• **INPUT MATERIAL**:
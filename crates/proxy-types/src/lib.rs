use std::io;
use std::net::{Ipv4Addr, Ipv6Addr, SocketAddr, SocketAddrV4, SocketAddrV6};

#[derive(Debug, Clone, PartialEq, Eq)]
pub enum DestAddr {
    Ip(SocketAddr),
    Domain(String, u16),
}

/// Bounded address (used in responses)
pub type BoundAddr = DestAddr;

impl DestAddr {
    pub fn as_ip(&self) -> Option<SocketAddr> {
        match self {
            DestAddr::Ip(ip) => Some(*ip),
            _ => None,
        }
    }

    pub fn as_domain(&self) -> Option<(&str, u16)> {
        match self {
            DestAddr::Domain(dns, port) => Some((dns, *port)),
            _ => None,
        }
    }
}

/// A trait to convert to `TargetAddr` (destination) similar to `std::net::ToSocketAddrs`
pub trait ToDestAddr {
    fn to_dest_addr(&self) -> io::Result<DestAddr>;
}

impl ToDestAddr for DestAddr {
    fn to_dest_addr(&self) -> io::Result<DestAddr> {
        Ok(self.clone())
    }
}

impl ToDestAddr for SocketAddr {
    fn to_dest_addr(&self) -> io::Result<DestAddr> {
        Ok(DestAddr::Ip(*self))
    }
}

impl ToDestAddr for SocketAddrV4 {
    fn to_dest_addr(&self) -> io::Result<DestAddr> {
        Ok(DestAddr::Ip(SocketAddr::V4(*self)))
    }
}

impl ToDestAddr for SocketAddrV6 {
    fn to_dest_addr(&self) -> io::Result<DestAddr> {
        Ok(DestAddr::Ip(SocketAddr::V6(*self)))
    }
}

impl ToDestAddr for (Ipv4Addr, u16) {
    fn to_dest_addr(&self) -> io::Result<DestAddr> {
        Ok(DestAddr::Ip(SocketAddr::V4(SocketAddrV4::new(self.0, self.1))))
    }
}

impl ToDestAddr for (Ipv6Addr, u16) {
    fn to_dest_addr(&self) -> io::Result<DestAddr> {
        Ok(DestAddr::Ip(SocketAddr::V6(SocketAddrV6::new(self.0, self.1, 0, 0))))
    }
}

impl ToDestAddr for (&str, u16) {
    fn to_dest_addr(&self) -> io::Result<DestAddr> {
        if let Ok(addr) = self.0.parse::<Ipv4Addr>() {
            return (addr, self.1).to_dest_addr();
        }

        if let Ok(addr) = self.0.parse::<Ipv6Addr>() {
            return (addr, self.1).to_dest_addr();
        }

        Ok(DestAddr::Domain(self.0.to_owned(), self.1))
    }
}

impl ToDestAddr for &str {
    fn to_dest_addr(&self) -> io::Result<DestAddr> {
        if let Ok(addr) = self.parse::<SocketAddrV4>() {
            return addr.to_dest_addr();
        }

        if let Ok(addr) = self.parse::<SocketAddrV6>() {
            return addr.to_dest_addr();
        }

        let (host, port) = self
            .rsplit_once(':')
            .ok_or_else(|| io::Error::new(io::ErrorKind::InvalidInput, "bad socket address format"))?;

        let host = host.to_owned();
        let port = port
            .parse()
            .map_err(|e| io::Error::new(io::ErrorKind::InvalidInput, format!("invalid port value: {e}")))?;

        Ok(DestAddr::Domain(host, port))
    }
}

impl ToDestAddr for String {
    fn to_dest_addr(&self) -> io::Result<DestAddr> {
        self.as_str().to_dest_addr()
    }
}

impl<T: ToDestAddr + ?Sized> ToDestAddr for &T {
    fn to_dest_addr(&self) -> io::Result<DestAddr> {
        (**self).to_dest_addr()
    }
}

• **PROBLEM TO WORK ON**: Everything in the listing must be reproduced exactly; please include every line.

• **RESULT OF THIS EXERCISE**:
filename crates/proxy-types/src/lib.rs
use std::io;
use std::net::{Ipv4Addr, Ipv6Addr, SocketAddr, SocketAddrV4, SocketAddrV6};

#[derive(Debug, Clone, PartialEq, Eq)]
pub enum DestAddr {
    Ip(SocketAddr),
    Domain(String, u16),
}

/// Bounded address (used in responses)
pub type BoundAddr = DestAddr;

impl DestAddr {
    pub fn as_ip(&self) -> Option<SocketAddr> {
        match self {
            DestAddr::Ip(ip) => Some(*ip),
            _ => None,
        }
    }

    pub fn as_domain(&self) -> Option<(&str, u16)> {
        match self {
            DestAddr::Domain(dns, port) => Some((dns, *port)),
            _ => None,
        }
    }
}

/// A trait to convert to `TargetAddr` (destination) similar to `std::net::ToSocketAddrs`
pub trait ToDestAddr {
    fn to_dest_addr(&self) -> io::Result<DestAddr>;
}

impl ToDestAddr for DestAddr {
    fn to_dest_addr(&self) -> io::Result<DestAddr> {
        Ok(self.clone())
    }
}

impl ToDestAddr for SocketAddr {
    fn to_dest_addr(&self) -> io::Result<DestAddr> {
        Ok(DestAddr::Ip(*self))
    }
}

impl ToDestAddr for SocketAddrV4 {
    fn to_dest_addr(&self) -> io::Result<DestAddr> {
        Ok(DestAddr::Ip(SocketAddr::V4(*self)))
    }
}

impl ToDestAddr for SocketAddrV6 {
    fn to_dest_addr(&self) -> io::Result<DestAddr> {
        Ok(DestAddr::Ip(SocketAddr::V6(*self)))
    }
}

impl ToDestAddr for (Ipv4Addr, u16) {
    fn to_dest_addr(&self) -> io::Result<DestAddr> {
        Ok(DestAddr::Ip(SocketAddr::V4(SocketAddrV4::new(self.0, self.1))))
    }
}

impl ToDestAddr for (Ipv6Addr, u16) {
    fn to_dest_addr(&self) -> io::Result<DestAddr> {
        Ok(DestAddr::Ip(SocketAddr::V6(SocketAddrV6::new(self.0, self.1, 0, 0))))
    }
}

impl ToDestAddr for (&str, u16) {
    fn to_dest_addr(&self) -> io::Result<DestAddr> {
        if let Ok(addr) = self.0.parse::<Ipv4Addr>() {
            return (addr, self.1).to_dest_addr();
        }

        if let Ok(addr) = self.0.parse::<Ipv6Addr>() {
            return (addr, self.1).to_dest_addr();
        }

        Ok(DestAddr::Domain(self.0.to_owned(), self.1))
    }
}

impl ToDestAddr for &str {
    fn to_dest_addr(&self) -> io::Result<DestAddr> {
        if let Ok(addr) = self.parse::<SocketAddrV4>() {
            return addr.to_dest_addr();
        }

        if let Ok(addr) = self.parse::<SocketAddrV6>() {
            return addr.to_dest_addr();
        }

        let (host, port) = self
            .rsplit_once(':')
            .ok_or_else(|| io::Error::new(io::ErrorKind::InvalidInput, "bad socket address format"))?;

        let host = host.to_owned();
        let port = port
            .parse()
            .map_err(|e| io::Error::new(io::ErrorKind::InvalidInput, format!("invalid port value: {e}")))?;

        Ok(DestAddr::Domain(host, port))
    }
}

impl ToDestAddr for String {
    fn to_dest_addr(&self) -> io::Result<DestAddr> {
        self.as_str().to_dest_addr()
    }
}

impl<T: ToDestAddr + ?Sized> ToDestAddr for &T {
    fn to_dest_addr(&self) -> io::Result<DestAddr> {
        (**self).to_dest_addr()
    }
}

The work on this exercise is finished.